Depth-aware Fusion Method based on Image and 4D Radar Spectrum for 3D Object Detection
Yue Sun, Yeqiang Qian, Chunxiang Wang, Ming Yang
TL;DR
The paper addresses robust 3D object detection for autonomous driving under adverse weather by fusing depth-aware camera images with 4D millimeter-wave radar spectra. It introduces a BEV fusion framework with polar-aligned attention that combines depth-enriched image features and radar spectral features, and a GAN-based depth generator to synthesize depth maps from radar spectra when depth sensors are unavailable. It employs multi-scale feature extraction, a compact detection head with Hungarian loss, and demonstrates improvements on the K-Radar dataset, outperforming radar-point-cloud baselines while reducing network complexity. The work advances all-weather perception by leveraging complementary sensing modalities in a cost-effective, robust pipeline, with future directions in radar data preprocessing and improved depth generation.
Abstract
Safety and reliability are crucial for the public acceptance of autonomous driving. To ensure accurate and reliable environmental perception, intelligent vehicles must exhibit accuracy and robustness in various environments. Millimeter-wave radar, known for its high penetration capability, can operate effectively in adverse weather conditions such as rain, snow, and fog. Traditional 3D millimeter-wave radars can only provide range, Doppler, and azimuth information for objects. Although the recent emergence of 4D millimeter-wave radars has added elevation resolution, the radar point clouds remain sparse due to Constant False Alarm Rate (CFAR) operations. In contrast, cameras offer rich semantic details but are sensitive to lighting and weather conditions. Hence, this paper leverages these two highly complementary and cost-effective sensors, 4D millimeter-wave radar and camera.
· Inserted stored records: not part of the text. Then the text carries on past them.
//! Test helpers for behavioral specifications.
//!
//! Provides a high-level DSL for testing `ty` CLI behavior black-box.

#![allow(clippy::unwrap_used, clippy::expect_used, clippy::panic, dead_code)]

use std::path::{Path, PathBuf};
use std::process::{Command, Output};

// Aggressive timeouts for fast tests.
//
// IMPORTANT:
//   Do NOT change these.
//   File a performance bug instead.
const TY_TIMEOUT_CONNECT_MS: &str = "2000";
const TY_TIMEOUT_EXIT_MS: &str = "500";
const TY_TIMEOUT_IPC_MS: &str = "500";
const TY_CONNECT_POLL_MS: &str = "5";

pub const SPEC_POLL_INTERVAL_MS: u64 = 10;
pub const SPEC_WAIT_MAX_MS: u64 = 2000;

/// Returns the path to a binary, checking llvm-cov target directory first.
/// This works with both standard builds and llvm-cov coverage runs.
/// Falls back to resolving relative to the test binary itself when
/// CARGO_MANIFEST_DIR is stale (e.g. compiled by a removed worktree
/// into a shared target directory).
fn binary_path(name: &str) -> PathBuf {
    let manifest_dir = Path::new(env!("CARGO_MANIFEST_DIR"));

    let llvm_cov_path = manifest_dir.join("target/llvm-cov-target/debug").join(name);
    if llvm_cov_path.exists() {
        return llvm_cov_path;
    }

    let standard = manifest_dir.join("target/debug").join(name);
    if standard.exists() {
        return standard;
    }

    if let Ok(exe) = std::env::current_exe() {
        if let Some(debug_dir) = exe.parent().and_then(|d| d.parent()) {
            let fallback = debug_dir.join(name);
            if fallback.exists() {
                return fallback;
            }
        }
    }

    standard
}

/// Returns the path to the ty binary.
fn ty_binary() -> PathBuf {
    binary_path("ty")
}

/// Returns the path to the tyd daemon binary.
pub fn tyd_binary() -> PathBuf {
    binary_path("tyd")
}

/// Returns a Command configured to run the ty binary.
pub fn ty_cmd() -> Command {
    Command::new(ty_binary())
}

/// Create a CLI builder for ty commands.
pub fn cli() -> CliBuilder {
    CliBuilder::new()
}

/// High-level CLI builder for fluent test assertions.
pub struct CliBuilder {
    args: Vec<String>,
    dir: Option<PathBuf>,
    envs: Vec<(String, String)>,
}

impl CliBuilder {
    fn new() -> Self {
        Self {
            args: Vec::new(),
            dir: None,
            envs: vec![
                ("TY_DAEMON_BINARY".into(), tyd_binary().to_string_lossy().into()),
                ("TY_TIMEOUT_CONNECT_MS".into(), TY_TIMEOUT_CONNECT_MS.into()),
                ("TY_TIMEOUT_EXIT_MS".into(), TY_TIMEOUT_EXIT_MS.into()),
                ("TY_TIMEOUT_IPC_MS".into(), TY_TIMEOUT_IPC_MS.into()),
                ("TY_CONNECT_POLL_MS".into(), TY_CONNECT_POLL_MS.into()),
            ],
        }
    }

    /// Add CLI arguments.
    pub fn args(mut self, args: &[&str]) -> Self {
        self.args.extend(args.iter().map(|s| s.to_string()));
        self
    }

    /// Set working directory.
    pub fn pwd(mut self, path: impl Into<PathBuf>) -> Self {
        self.dir = Some(path.into());
        self
    }

    /// Set environment variable.
    pub fn env(mut self, key: &str, value: impl AsRef<Path>) -> Self {
        self.envs.push((key.to_string(), value.as_ref().to_string_lossy().to_string()));
        self
    }

    /// Build the command without running it.
    pub fn command(self) -> Command {
        let mut cmd = ty_cmd();
        cmd.args(&self.args);

        if let Some(dir) = self.dir {
            cmd.current_dir(dir);
        }

        for (key, value) in self.envs {
            cmd.env(key, value);
        }

        cmd
    }

    /// Run and expect success (exit code 0).
    pub fn passes(self) -> RunAssert {
        let mut cmd = self.command();
        let output = cmd.output().expect("command should run");
        assert!(
            output.status.success(),
            "expected command to pass, got exit code {:?}\nstdout: {}\nstderr: {}",
            output.status.code(),
            String::from_utf8_lossy(&output.stdout),
            String::from_utf8_lossy(&output.stderr)
        );
        RunAssert { output }
    }

    /// Run and expect failure (non-zero exit code).
    pub fn fails(self) -> RunAssert {
        let mut cmd = self.command();
        let output = cmd.output().expect("command should run");
        assert!(
            !output.status.success(),
            "expected command to fail, but it passed\nstdout: {}\nstderr: {}",
            String::from_utf8_lossy(&output.stdout),
            String::from_utf8_lossy(&output.stderr)
        );
        RunAssert { output }
    }

    /// Run and return the raw output regardless of exit code.
    pub fn run(self) -> RunAssert {
        let mut cmd = self.command();
        let output = cmd.output().expect("command should run");
        RunAssert { output }
    }
}

/// Result of a CLI run for chaining assertions.
pub struct RunAssert {
    output: Output,
}

impl RunAssert {
    pub fn stdout(&self) -> String {
        String::from_utf8_lossy(&self.output.stdout).into_owned()
    }

    pub fn stderr(&self) -> String {
        String::from_utf8_lossy(&self.output.stderr).into_owned()
    }

    pub fn code(&self) -> Option<i32> {
        self.output.status.code()
    }

    pub fn code_eq(self, expected: i32) -> Self {
        assert_eq!(self.output.status.code(), Some(expected), "unexpected exit code");
        self
    }

    pub fn stdout_has(self, expected: &str) -> Self {
        let stdout = self.stdout();
        assert!(stdout.contains(expected), "stdout does not contain '{}'\nstdout: {}", expected, stdout);
        self
    }

    pub fn stdout_lacks(self, unexpected: &str) -> Self {
        let stdout = self.stdout();
        assert!(!stdout.contains(unexpected), "stdout should not contain '{}'\nstdout: {}", unexpected, stdout);
        self
    }

    pub fn stderr_has(self, expected: &str) -> Self {
        let stderr = self.stderr();
        assert!(stderr.contains(expected), "stderr does not contain '{}'\nstderr: {}", expected, stderr);
        self
    }
}

// =============================================================================
// Polling
// =============================================================================

/// Poll a condition until it returns true or timeout is reached.
pub fn wait_for<F>(timeout_ms: u64, mut condition: F) -> bool
where
    F: FnMut() -> bool,
{
    let start = std::time::Instant::now();
    let timeout = std::time::Duration::from_millis(timeout_ms);
    let poll_interval = std::time::Duration::from_millis(SPEC_POLL_INTERVAL_MS);

    while start.elapsed() < timeout {
        if condition() {
            return true;
        }
        std::thread::sleep(poll_interval);
    }
    false
}

// =============================================================================
// Workspace
// =============================================================================

/// Isolated test workspace: a fresh state directory the daemon and CLI read
/// and write through `TY_STATE_DIR`, with no project/namespace concept.
pub struct Workspace {
    state_dir: tempfile::TempDir,
}

impl Workspace {
    pub fn empty() -> Self {
        Self { state_dir: tempfile::tempdir().unwrap() }
    }

    pub fn state_path(&self) -> &Path {
        self.state_dir.path()
    }

    /// Run a `ty` command against this workspace's isolated state.
    pub fn ty(&self) -> CliBuilder {
        cli().env("TY_STATE_DIR", self.state_path())
    }

    /// Read the daemon log file contents (for debugging test failures).
    pub fn daemon_log(&self) -> String {
        let log_path = self.state_path().join("tyd.log");
        std::fs::read_to_string(&log_path).unwrap_or_else(|_| "(no daemon log)".to_string())
    }
}

impl Drop for Workspace {
    fn drop(&mut self) {
        let mut cmd = self.ty().args(&["daemon", "stop"]).command();
        cmd.stdout(std::process::Stdio::null()).stderr(std::process::Stdio::null());
        let _ = cmd.status();
    }
}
By integrating 4D radar spectra with depth-aware camera images and employing attention mechanisms, we fuse texture-rich images with depth-rich radar data in the Bird's Eye View (BEV) perspective, enhancing 3D object detection. Additionally, we propose using GAN-based networks to generate depth images from radar spectra in the absence of depth sensors, further improving detection accuracy.